**Input material:**
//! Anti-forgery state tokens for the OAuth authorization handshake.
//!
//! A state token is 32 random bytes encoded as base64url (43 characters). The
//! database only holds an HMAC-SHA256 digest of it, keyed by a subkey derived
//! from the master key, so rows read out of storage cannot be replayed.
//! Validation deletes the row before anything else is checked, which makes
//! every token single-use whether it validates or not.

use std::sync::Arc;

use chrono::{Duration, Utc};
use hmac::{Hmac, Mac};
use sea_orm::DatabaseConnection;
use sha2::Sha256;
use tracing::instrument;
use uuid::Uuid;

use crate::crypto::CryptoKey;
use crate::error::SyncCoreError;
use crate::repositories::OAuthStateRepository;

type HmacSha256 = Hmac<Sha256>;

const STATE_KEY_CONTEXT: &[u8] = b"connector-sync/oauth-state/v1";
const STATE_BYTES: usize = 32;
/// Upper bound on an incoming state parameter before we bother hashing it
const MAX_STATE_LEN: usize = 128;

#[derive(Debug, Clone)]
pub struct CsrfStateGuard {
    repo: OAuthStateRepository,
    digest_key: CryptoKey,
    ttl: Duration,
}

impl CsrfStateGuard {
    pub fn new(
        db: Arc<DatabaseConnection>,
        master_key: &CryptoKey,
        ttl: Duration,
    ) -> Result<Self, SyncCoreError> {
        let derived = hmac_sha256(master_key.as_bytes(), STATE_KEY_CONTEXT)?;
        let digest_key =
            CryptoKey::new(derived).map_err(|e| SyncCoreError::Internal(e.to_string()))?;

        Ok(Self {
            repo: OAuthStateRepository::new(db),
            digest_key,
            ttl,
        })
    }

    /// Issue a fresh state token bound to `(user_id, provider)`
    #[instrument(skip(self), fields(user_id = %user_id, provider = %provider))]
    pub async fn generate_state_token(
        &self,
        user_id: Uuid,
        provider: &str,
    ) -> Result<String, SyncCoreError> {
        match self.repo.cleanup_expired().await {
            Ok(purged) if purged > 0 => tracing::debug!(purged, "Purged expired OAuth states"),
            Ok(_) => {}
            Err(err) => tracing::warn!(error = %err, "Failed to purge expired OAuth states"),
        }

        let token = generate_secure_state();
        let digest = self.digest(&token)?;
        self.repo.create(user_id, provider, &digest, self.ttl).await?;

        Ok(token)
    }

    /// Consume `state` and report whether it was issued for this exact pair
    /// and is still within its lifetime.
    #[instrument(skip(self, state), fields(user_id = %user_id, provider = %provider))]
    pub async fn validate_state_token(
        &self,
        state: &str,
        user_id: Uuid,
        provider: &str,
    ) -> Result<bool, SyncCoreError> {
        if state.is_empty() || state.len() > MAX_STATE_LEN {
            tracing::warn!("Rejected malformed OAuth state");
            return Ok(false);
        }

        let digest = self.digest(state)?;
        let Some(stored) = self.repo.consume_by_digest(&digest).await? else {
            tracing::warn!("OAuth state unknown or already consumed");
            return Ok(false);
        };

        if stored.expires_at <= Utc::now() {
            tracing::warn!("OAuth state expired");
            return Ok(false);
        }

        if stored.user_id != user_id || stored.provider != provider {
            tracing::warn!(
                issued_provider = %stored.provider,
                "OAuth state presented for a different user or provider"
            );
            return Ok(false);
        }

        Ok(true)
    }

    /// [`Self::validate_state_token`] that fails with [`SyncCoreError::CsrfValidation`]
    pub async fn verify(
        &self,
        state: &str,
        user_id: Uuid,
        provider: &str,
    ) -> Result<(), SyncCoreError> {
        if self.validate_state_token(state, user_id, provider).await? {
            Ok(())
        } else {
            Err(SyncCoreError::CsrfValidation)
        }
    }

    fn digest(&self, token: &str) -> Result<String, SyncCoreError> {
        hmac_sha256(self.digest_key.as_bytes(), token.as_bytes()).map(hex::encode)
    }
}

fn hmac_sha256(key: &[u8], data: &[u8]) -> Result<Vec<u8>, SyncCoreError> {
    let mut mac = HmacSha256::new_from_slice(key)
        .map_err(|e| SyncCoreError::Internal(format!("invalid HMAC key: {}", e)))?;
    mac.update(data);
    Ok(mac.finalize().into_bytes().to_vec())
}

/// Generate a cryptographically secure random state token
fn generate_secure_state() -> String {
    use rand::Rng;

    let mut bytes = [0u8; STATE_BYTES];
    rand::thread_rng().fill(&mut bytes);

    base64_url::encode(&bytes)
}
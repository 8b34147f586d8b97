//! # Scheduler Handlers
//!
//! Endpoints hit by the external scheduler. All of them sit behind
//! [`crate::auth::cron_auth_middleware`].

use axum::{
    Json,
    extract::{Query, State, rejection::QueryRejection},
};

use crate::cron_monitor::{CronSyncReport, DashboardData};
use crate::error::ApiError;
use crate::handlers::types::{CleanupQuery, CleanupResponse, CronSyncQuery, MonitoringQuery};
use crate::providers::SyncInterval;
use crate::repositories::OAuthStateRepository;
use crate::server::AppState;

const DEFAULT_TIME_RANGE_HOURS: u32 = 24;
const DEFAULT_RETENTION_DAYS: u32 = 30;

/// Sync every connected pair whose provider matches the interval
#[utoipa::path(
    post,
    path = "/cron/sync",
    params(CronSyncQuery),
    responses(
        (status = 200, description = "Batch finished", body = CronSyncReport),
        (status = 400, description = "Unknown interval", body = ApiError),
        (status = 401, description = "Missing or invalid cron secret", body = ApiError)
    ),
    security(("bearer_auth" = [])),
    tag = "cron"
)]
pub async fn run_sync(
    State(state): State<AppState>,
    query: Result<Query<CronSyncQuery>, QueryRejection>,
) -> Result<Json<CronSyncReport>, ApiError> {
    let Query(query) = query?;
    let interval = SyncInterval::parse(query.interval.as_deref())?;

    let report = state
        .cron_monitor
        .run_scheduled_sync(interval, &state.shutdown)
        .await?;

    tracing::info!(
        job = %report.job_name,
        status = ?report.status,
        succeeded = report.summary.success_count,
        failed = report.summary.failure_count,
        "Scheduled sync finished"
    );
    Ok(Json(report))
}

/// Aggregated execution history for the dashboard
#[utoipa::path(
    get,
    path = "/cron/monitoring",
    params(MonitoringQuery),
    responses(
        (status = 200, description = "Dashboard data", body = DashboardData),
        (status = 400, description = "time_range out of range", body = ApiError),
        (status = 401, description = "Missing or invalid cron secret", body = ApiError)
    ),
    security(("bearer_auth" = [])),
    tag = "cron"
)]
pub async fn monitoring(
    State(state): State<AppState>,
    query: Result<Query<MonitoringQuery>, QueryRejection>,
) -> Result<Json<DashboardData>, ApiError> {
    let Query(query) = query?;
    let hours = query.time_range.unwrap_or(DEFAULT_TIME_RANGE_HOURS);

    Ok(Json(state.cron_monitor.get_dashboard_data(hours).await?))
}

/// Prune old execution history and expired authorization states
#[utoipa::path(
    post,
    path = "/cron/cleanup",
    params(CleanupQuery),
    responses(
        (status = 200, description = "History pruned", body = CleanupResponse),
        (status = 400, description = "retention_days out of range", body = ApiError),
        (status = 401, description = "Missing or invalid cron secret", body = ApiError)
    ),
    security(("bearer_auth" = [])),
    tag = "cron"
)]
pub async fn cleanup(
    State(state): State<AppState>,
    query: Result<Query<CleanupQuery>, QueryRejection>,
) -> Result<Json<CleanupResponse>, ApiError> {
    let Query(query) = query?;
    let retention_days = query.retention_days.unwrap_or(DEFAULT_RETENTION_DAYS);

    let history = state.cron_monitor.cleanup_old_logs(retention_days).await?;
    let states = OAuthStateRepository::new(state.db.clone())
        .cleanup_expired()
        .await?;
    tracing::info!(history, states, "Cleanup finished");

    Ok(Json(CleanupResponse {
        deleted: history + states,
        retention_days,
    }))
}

**Problem to work on:** Could you transcribe the records in full, exactly?

**Response for this exercise:**
//! Anti-forgery state tokens for the OAuth authorization handshake.
//!
//! A state token is 32 random bytes encoded as base64url (43 characters). The
//! database only holds an HMAC-SHA256 digest of it, keyed by a subkey derived
//! from the master key, so rows read out of storage cannot be replayed.
//! Validation deletes the row before anything else is checked, which makes
//! every token single-use whether it validates or not.

use std::sync::Arc;

use chrono::{Duration, Utc};
use hmac::{Hmac, Mac};
use sea_orm::DatabaseConnection;
use sha2::Sha256;
use tracing::instrument;
use uuid::Uuid;

use crate::crypto::CryptoKey;
use crate::error::SyncCoreError;
use crate::repositories::OAuthStateRepository;

type HmacSha256 = Hmac<Sha256>;

const STATE_KEY_CONTEXT: &[u8] = b"connector-sync/oauth-state/v1";
const STATE_BYTES: usize = 32;
/// Upper bound on an incoming state parameter before we bother hashing it
const MAX_STATE_LEN: usize = 128;

#[derive(Debug, Clone)]
pub struct CsrfStateGuard {
    repo: OAuthStateRepository,
    digest_key: CryptoKey,
    ttl: Duration,
}

impl CsrfStateGuard {
    pub fn new(
        db: Arc<DatabaseConnection>,
        master_key: &CryptoKey,
        ttl: Duration,
    ) -> Result<Self, SyncCoreError> {
        let derived = hmac_sha256(master_key.as_bytes(), STATE_KEY_CONTEXT)?;
        let digest_key =
            CryptoKey::new(derived).map_err(|e| SyncCoreError::Internal(e.to_string()))?;

        Ok(Self {
            repo: OAuthStateRepository::new(db),
            digest_key,
            ttl,
        })
    }

    /// Issue a fresh state token bound to `(user_id, provider)`
    #[instrument(skip(self), fields(user_id = %user_id, provider = %provider))]
    pub async fn generate_state_token(
        &self,
        user_id: Uuid,
        provider: &str,
    ) -> Result<String, SyncCoreError> {
        match self.repo.cleanup_expired().await {
            Ok(purged) if purged > 0 => tracing::debug!(purged, "Purged expired OAuth states"),
            Ok(_) => {}
            Err(err) => tracing::warn!(error = %err, "Failed to purge expired OAuth states"),
        }

        let token = generate_secure_state();
        let digest = self.digest(&token)?;
        self.repo.create(user_id, provider, &digest, self.ttl).await?;

        Ok(token)
    }

    /// Consume `state` and report whether it was issued for this exact pair
    /// and is still within its lifetime.
    #[instrument(skip(self, state), fields(user_id = %user_id, provider = %provider))]
    pub async fn validate_state_token(
        &self,
        state: &str,
        user_id: Uuid,
        provider: &str,
    ) -> Result<bool, SyncCoreError> {
        if state.is_empty() || state.len() > MAX_STATE_LEN {
            tracing::warn!("Rejected malformed OAuth state");
            return Ok(false);
        }

        let digest = self.digest(state)?;
        let Some(stored) = self.repo.consume_by_digest(&digest).await? else {
            tracing::warn!("OAuth state unknown or already consumed");
            return Ok(false);
        };

        if stored.expires_at <= Utc::now() {
            tracing::warn!("OAuth state expired");
            return Ok(false);
        }

        if stored.user_id != user_id || stored.provider != provider {
            tracing::warn!(
                issued_provider = %stored.provider,
                "OAuth state presented for a different user or provider"
            );
            return Ok(false);
        }

        Ok(true)
    }

    /// [`Self::validate_state_token`] that fails with [`SyncCoreError::CsrfValidation`]
    pub async fn verify(
        &self,
        state: &str,
        user_id: Uuid,
        provider: &str,
    ) -> Result<(), SyncCoreError> {
        if self.validate_state_token(state, user_id, provider).await? {
            Ok(())
        } else {
            Err(SyncCoreError::CsrfValidation)
        }
    }

    fn digest(&self, token: &str) -> Result<String, SyncCoreError> {
        hmac_sha256(self.digest_key.as_bytes(), token.as_bytes()).map(hex::encode)
    }
}

fn hmac_sha256(key: &[u8], data: &[u8]) -> Result<Vec<u8>, SyncCoreError> {
    let mut mac = HmacSha256::new_from_slice(key)
        .map_err(|e| SyncCoreError::Internal(format!("invalid HMAC key: {}", e)))?;
    mac.update(data);
    Ok(mac.finalize().into_bytes().to_vec())
}

/// Generate a cryptographically secure random state token
fn generate_secure_state() -> String {
    use rand::Rng;

    let mut bytes = [0u8; STATE_BYTES];
    rand::thread_rng().fill(&mut bytes);

    base64_url::encode(&bytes)
}
repository 8b34147f586d8b97
//! # Scheduler Handlers
//!
//! Endpoints hit by the external scheduler. All of them sit behind
//! [`crate::auth::cron_auth_middleware`].

use axum::{
    Json,
    extract::{Query, State, rejection::QueryRejection},
};

use crate::cron_monitor::{CronSyncReport, DashboardData};
use crate::error::ApiError;
use crate::handlers::types::{CleanupQuery, CleanupResponse, CronSyncQuery, MonitoringQuery};
use crate::providers::SyncInterval;
use crate::repositories::OAuthStateRepository;
use crate::server::AppState;

const DEFAULT_TIME_RANGE_HOURS: u32 = 24;
const DEFAULT_RETENTION_DAYS: u32 = 30;

/// Sync every connected pair whose provider matches the interval
#[utoipa::path(
    post,
    path = "/cron/sync",
    params(CronSyncQuery),
    responses(
        (status = 200, description = "Batch finished", body = CronSyncReport),
        (status = 400, description = "Unknown interval", body = ApiError),
        (status = 401, description = "Missing or invalid cron secret", body = ApiError)
    ),
    security(("bearer_auth" = [])),
    tag = "cron"
)]
pub async fn run_sync(
    State(state): State<AppState>,
    query: Result<Query<CronSyncQuery>, QueryRejection>,
) -> Result<Json<CronSyncReport>, ApiError> {
    let Query(query) = query?;
    let interval = SyncInterval::parse(query.interval.as_deref())?;

    let report = state
        .cron_monitor
        .run_scheduled_sync(interval, &state.shutdown)
        .await?;

    tracing::info!(
        job = %report.job_name,
        status = ?report.status,
        succeeded = report.summary.success_count,
        failed = report.summary.failure_count,
        "Scheduled sync finished"
    );
    Ok(Json(report))
}

/// Aggregated execution history for the dashboard
#[utoipa::path(
    get,
    path = "/cron/monitoring",
    params(MonitoringQuery),
    responses(
        (status = 200, description = "Dashboard data", body = DashboardData),
        (status = 400, description = "time_range out of range", body = ApiError),
        (status = 401, description = "Missing or invalid cron secret", body = ApiError)
    ),
    security(("bearer_auth" = [])),
    tag = "cron"
)]
pub async fn monitoring(
    State(state): State<AppState>,
    query: Result<Query<MonitoringQuery>, QueryRejection>,
) -> Result<Json<DashboardData>, ApiError> {
    let Query(query) = query?;
    let hours = query.time_range.unwrap_or(DEFAULT_TIME_RANGE_HOURS);

    Ok(Json(state.cron_monitor.get_dashboard_data(hours).await?))
}

/// Prune old execution history and expired authorization states
#[utoipa::path(
    post,
    path = "/cron/cleanup",
    params(CleanupQuery),
    responses(
        (status = 200, description = "History pruned", body = CleanupResponse),
        (status = 400, description = "retention_days out of range", body = ApiError),
        (status = 401, description = "Missing or invalid cron secret", body = ApiError)
    ),
    security(("bearer_auth" = [])),
    tag = "cron"
)]
pub async fn cleanup(
    State(state): State<AppState>,
    query: Result<Query<CleanupQuery>, QueryRejection>,
) -> Result<Json<CleanupResponse>, ApiError> {
    let Query(query) = query?;
    let retention_days = query.retention_days.unwrap_or(DEFAULT_RETENTION_DAYS);

    let history = state.cron_monitor.cleanup_old_logs(retention_days).await?;
    let states = OAuthStateRepository::new(state.db.clone())
        .cleanup_expired()
        .await?;
    tracing::info!(history, states, "Cleanup finished");

    Ok(Json(CleanupResponse {
        deleted: history + states,
        retention_days,
    }))
}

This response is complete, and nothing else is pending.